O gosto das páginas viradas...
Estas férias serão diferentes. Bem diferentes. Eu não vou curtir meus dias lendo livros leves, cozinhando, ouvindo música e conversando muito com meu sobrinho que completa quatro meses dia 21. Pelo contrário, além de ajudar o pessoal na organização do Congresso Brasileiro dos Estudantes de Comunicação Social, que vai ocorrer em Recife, em janeiro, eu vou estar dedicando meus dias a pesquisar os bastidores das estratégias de sobrevivência utilizados pelo jornal Folha do Povo para conseguir circular em Recife durante quase três décadas, a partir de 1935.
É que o periódico era representante da imprensa popular e comunista e a redação foi invadida diversas vezes pela polícia. Na verdade, alguns comentários que ouvi diziam que no mês em que o jornal não era invadido, o pessoal achava estranho. De fato, eu peguei um texto de um historiador da imprensa sobre o jornal e fui marcar as partes que tratavam de invasões, prisões, pedidos de ajuda e empastelamentos. Marquei quase o texto inteiro.
Eu confesso que estou muito empolgada para fazer a monografia, mas a empolgação é diretamente proporcional à preocupação de não conseguir fontes que fechem as lacunas do meu trabalho. Eu estou procurando arduamente. Se for preciso sair do estado para entrevistar gente fora, eu irei. Os poucos colaboradores vivos devem beirar os 80 anos, e eu estou louca para ouvir as histórias que eles têm para contar. Acho que vai ser uma experiência extremamente enriquecedora.
Eu vejo o pessoal boicotando as aulas de história da comunicação. Depois que comecei a estudar história da imprensa, eu fiquei apaixonada. Entendi muito do que são os veículos de comunicação, atualmente. De onde vem tudo o que a gente admira e odeia neles. A pesquisa ampliou a minha visão sobre o jornalismo e, principalmente, sobre o bom jornalismo. Eu que sabia que queria ensinar, mas não sabia a disciplina exatamente, me descobri. Quero ensinar história da comunicação.

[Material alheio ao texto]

//! A small, permissive TypeScript expression parser.
//!
//! Only the shapes the generators inspect get a structured node: identifiers,
//! literals, object and array literals, calls (with their type arguments) and
//! member access. Anything else inside an expression (arrow functions,
//! operators, `new`, JSX...) is kept as an [`ExprKind::Opaque`] span so its
//! source can still be spliced verbatim.

use rustc_hash::FxHashMap;
use thiserror::Error;

#[derive(Copy, Clone, Debug, PartialEq, Eq, Default)]
pub struct Span {
    pub start: usize,
    pub end: usize,
}

impl Span {
    pub fn new(start: usize, end: usize) -> Self {
        Self { start, end }
    }

    pub fn text<'s>(&self, src: &'s str) -> &'s str {
        &src[self.start..self.end]
    }

    fn to(self, other: Span) -> Span {
        Span::new(self.start, other.end)
    }
}

#[derive(Error, Debug, Clone, PartialEq, Eq)]
#[error("at byte {offset}: {message}")]
pub struct ParseError {
    pub offset: usize,
    pub message: String,
}

impl ParseError {
    fn new(offset: usize, message: impl Into<String>) -> Self {
        Self {
            offset,
            message: message.into(),
        }
    }
}

#[derive(Copy, Clone, Debug, PartialEq, Eq)]
enum TokenKind {
    Ident,
    Str,
    Template,
    Num,
    Regex,
    Punct,
}

#[derive(Copy, Clone, Debug)]
struct Token {
    kind: TokenKind,
    span: Span,
    newline_before: bool,
}

fn tokenize(src: &str) -> Result<Vec<Token>, ParseError> {
    const MULTI_PUNCT: [&str; 3] = ["...", "=>", "?."];

    let bytes = src.as_bytes();
    let mut tokens = Vec::new();
    let mut i = 0;
    let mut newline_before = false;

    while i < bytes.len() {
        let c = bytes[i];
        let start = i;

        if c == b'\n' {
            newline_before = true;
            i += 1;
            continue;
        }
        if c.is_ascii_whitespace() {
            i += 1;
            continue;
        }
        if src[i..].starts_with("//") {
            i = src[i..].find('\n').map_or(bytes.len(), |end| i + end);
            continue;
        }
        if src[i..].starts_with("/*") {
            let end = src[i + 2..]
                .find("*/")
                .ok_or_else(|| ParseError::new(i, "unterminated comment"))?;
            newline_before |= src[i..i + 2 + end].contains('\n');
            i += end + 4;
            continue;
        }

        let kind = if c.is_ascii_alphabetic() || c == b'_' || c == b'$' || c >= 0x80 {
            while i < bytes.len()
                && (bytes[i].is_ascii_alphanumeric()
                    || bytes[i] == b'_'
                    || bytes[i] == b'$'
                    || bytes[i] >= 0x80)
            {
                i += 1;
            }
            TokenKind::Ident
        } else if c.is_ascii_digit()
            || (c == b'.' && bytes.get(i + 1).map_or(false, u8::is_ascii_digit))
        {
            while i < bytes.len()
                && (bytes[i].is_ascii_alphanumeric() || bytes[i] == b'.' || bytes[i] == b'_')
            {
                i += 1;
            }
            TokenKind::Num
        } else if c == b'"' || c == b'\'' {
            i += 1;
            loop {
                match bytes.get(i) {
                    None | Some(b'\n') => {
                        return Err(ParseError::new(start, "unterminated string"))
                    }
                    Some(b'\\') => i += 2,
                    Some(&q) if q == c => {
                        i += 1;
                        break;
                    }
                    Some(_) => i += 1,
                }
            }
            TokenKind::Str
        } else if c == b'`' {
            i = skip_template(src, i)?;
            TokenKind::Template
        } else if c == b'/' && !ends_operand(src, tokens.last()) {
            i = skip_regex(src, i)?;
            TokenKind::Regex
        } else {
            match MULTI_PUNCT.iter().find(|p| src[i..].starts_with(*p)) {
                Some(p) => i += p.len(),
                // punctuation is ASCII; step over whole chars otherwise
                None => i += src[i..].chars().next().map_or(1, char::len_utf8),
            }
            TokenKind::Punct
        };

        tokens.push(Token {
            kind,
            span: Span::new(start, i),
            newline_before,
        });
        newline_before = false;
    }

    Ok(tokens)
}

/// Whether `prev` can close an operand, making a following `/` a division.
fn ends_operand(src: &str, prev: Option<&Token>) -> bool {
    prev.map_or(false, |prev| {
        prev.kind != TokenKind::Punct || matches!(prev.span.text(src), ")" | "]" | "}")
    })
}

/// Returns the offset just past the flags of the regular expression literal
/// that starts at `start`.
fn skip_regex(src: &str, start: usize) -> Result<usize, ParseError> {
    let bytes = src.as_bytes();
    let mut i = start + 1;
    let mut in_class = false;

    loop {
        match bytes.get(i) {
            None | Some(b'\n') => {
                return Err(ParseError::new(start, "unterminated regular expression"))
            }
            Some(b'\\') => i += 2,
            Some(b'[') => {
                in_class = true;
                i += 1;
            }
            Some(b']') => {
                in_class = false;
                i += 1;
            }
            Some(b'/') if !in_class => {
                i += 1;
                break;
            }
            Some(_) => i += 1,
        }
    }

    while bytes.get(i).map_or(false, u8::is_ascii_alphabetic) {
        i += 1;
    }
    Ok(i)
}

/// Returns the offset just past the closing backtick of the template that
/// starts at `start`.
fn skip_template(src: &str, start: usize) -> Result<usize, ParseError> {
    let bytes = src.as_bytes();
    let mut i = start + 1;
    let mut depth = 0usize;

    while i < bytes.len() {
        match bytes[i] {
            b'\\' => i += 1,
            b'`' if depth == 0 => return Ok(i + 1),
            b'$' if depth == 0 && bytes.get(i + 1) == Some(&b'{') => {
                depth = 1;
                i += 1;
            }
            b'{' if depth > 0 => depth += 1,
            b'}' if depth > 0 => depth -= 1,
            _ => {}
        }
        i += 1;
    }

    Err(ParseError::new(start, "unterminated template literal"))
}

#[derive(Debug, Clone)]
pub struct Expr {
    pub kind: ExprKind,
    pub span: Span,
}

#[derive(Debug, Clone)]
pub enum ExprKind {
    Ident(String),
    /// String literal contents without the quotes.
    Str(String),
    Template,
    Num,
    Object(Vec<Prop>),
    Array(Vec<Expr>),
    Call(Call),
    Member(Member),
    Opaque,
}

#[derive(Debug, Clone)]
pub struct Prop {
    /// `None` for spreads.
    pub key: Option<String>,
    pub value: Expr,
}

#[derive(Debug, Clone)]
pub struct Call {
    pub callee: Box<Expr>,
    /// Source spans of explicit type arguments, `f<A, B>(...)`.
    pub type_args: Vec<Span>,
    pub args: Vec<Expr>,
}

#[derive(Debug, Clone)]
pub struct Member {
    pub object: Box<Expr>,
    pub property: String,
}

impl Expr {
    pub fn text<'s>(&self, src: &'s str) -> &'s str {
        self.span.text(src)
    }

    pub fn as_ident(&self) -> Option<&str> {
        match &self.kind {
            ExprKind::Ident(name) => Some(name),
            _ => None,
        }
    }

    pub fn as_str(&self) -> Option<&str> {
        match &self.kind {
            ExprKind::Str(value) => Some(value),
            _ => None,
        }
    }

    pub fn as_object(&self) -> Option<&[Prop]> {
        match &self.kind {
            ExprKind::Object(props) => Some(props),
            _ => None,
        }
    }

    pub fn as_array(&self) -> Option<&[Expr]> {
        match &self.kind {
            ExprKind::Array(items) => Some(items),
            _ => None,
        }
    }

    pub fn as_call(&self) -> Option<&Call> {
        match &self.kind {
            ExprKind::Call(call) => Some(call),
            _ => None,
        }
    }

    /// The value of property `key` when this is an object literal.
    pub fn prop(&self, key: &str) -> Option<&Expr> {
        self.as_object()?
            .iter()
            .find(|prop| prop.key.as_deref() == Some(key))
            .map(|prop| &prop.value)
    }
}

/// Top-level facts about one module.
#[derive(Debug, Default)]
pub struct Program {
    pub default_export: Option<Expr>,
    /// Initializers of top-level `const`/`let`/`var` declarations.
    pub bindings: FxHashMap<String, Expr>,
}

impl Program {
    /// The default export, looking through one identifier indirection.
    pub fn resolved_default_export(&self) -> Option<&Expr> {
        let export = self.default_export.as_ref()?;
        match export.as_ident() {
            Some(name) => self.bindings.get(name),
            None => Some(export),
        }
    }
}

pub fn parse_program(src: &str) -> Result<Program, ParseError> {
    let mut parser = Parser::new(src)?;
    let mut program = Program::default();
    let mut depth = 0usize;

    while let Some(token) = parser.peek() {
        let text = parser.text(token);

        if depth == 0 && text == "export" && parser.peek_text_at(1) == Some("default") {
            parser.pos += 2;
            if matches!(parser.peek_text(), Some("function" | "class" | "async")) {
                continue;
            }
            program.default_export = Some(parser.expression()?);
            continue;
        }

        if depth == 0 && matches!(text, "const" | "let" | "var") {
            if let Some(name) = parser.peek_at(1).filter(|t| t.kind == TokenKind::Ident) {
                let name = parser.text(name).to_string();
                let checkpoint = parser.pos;
                parser.pos += 2;
                match parser.binding_initializer() {
                    Ok(Some(init)) => {
                        program.bindings.entry(name).or_insert(init);
                        continue;
                    }
                    // not something we need; step past the keyword
                    Ok(None) | Err(_) => parser.pos = checkpoint,
                }
            }
        }

        match text {
            "(" | "[" | "{" => depth += 1,
            ")" | "]" | "}" => depth = depth.saturating_sub(1),
            _ => {}
        }
        parser.pos += 1;
    }

    Ok(program)
}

É muito interessante. Quando estava pesquisando para fazer um panorama do jornalismo científico, da década de 1980, encontrei um exemplar do Correio de Pernambuco, do dia 10 de janeiro de 1980 que trazia, no caderno de Cultura, uma matéria intitulada Apontamentos de Um Cineclubista. Pelo que dizia o texto, um rapaz que freqüentava um cinema de recife costumava fazer apontamentos em um diário sobre o que sentia a respeito dos filmes, dos personagens e de determinadas cenas. Em um determinado dia, o moço esqueceu o caderninho no cinema, que foi parar na redação do jornal. Então, fizeram uma matéria e alguns de seus apontamentos foram colocados, com foto do caderno, no jornal.
Era uma curiosidade da época, sem dúvida. No entanto, no último ano em que freqüentei o Arquivo Público de Pernambuco (que sofreu uma baita limpeza semana passada, por ocasião de seu aniversário), eu vejo poucas pessoas, que se dizem interessadas em cinema, lendo o que foi publicado sobre filmes antigos, nestes jornais. E tem muita coisa legal de outras áreas, também.
Algumas colunas literárias eram hilárias. As páginas de fofoca colocam estas milhões de revistas de celebridades no bolso. Tem um caderno de cultura que traz uma matéria sobre Broke Shields, logo que ela terminou de filmar A Lagoa Azul, mostrando porque a garota “era realmente uma mulher anos 80”. O texto é de ter crises histéricas de riso. Eu mordia o dedo para não ser repreendida pelos outros visitantes, enquanto soluçava de tanto rir.
Se algum dia os filhos de vocês forem estudar jornalismo e encontrarem, em sala de aula, uma professora apaixonada por jornais velhos, que tem coleções e coleções de revistas em casa, que incentiva os estudantes a freqüentarem o arquivo público e a conhecer a trajetória de tudo o que for ligado à área, tenham certeza que esta pessoinha que vai estar naquela aula, com os olhos brilhando quando falar em notícias mofadas (como dizem certos chatos), sou eu.
OBS – Vocês deviam ir ao Arquivo Público, também. Procurem Dona Lindinalva, que ela é um doce.
OBS2 - Em cima é uma foto da Folha do Povo, que denunciava a censura em cima da imprensa pernambucana. A outra figura é um boleto de assinatura do jornal A Cidade, que defendia o grupo dos integralistas e segundo o historiador e jornalista Luiz do Nascimento, era um periódico opositor da Folha.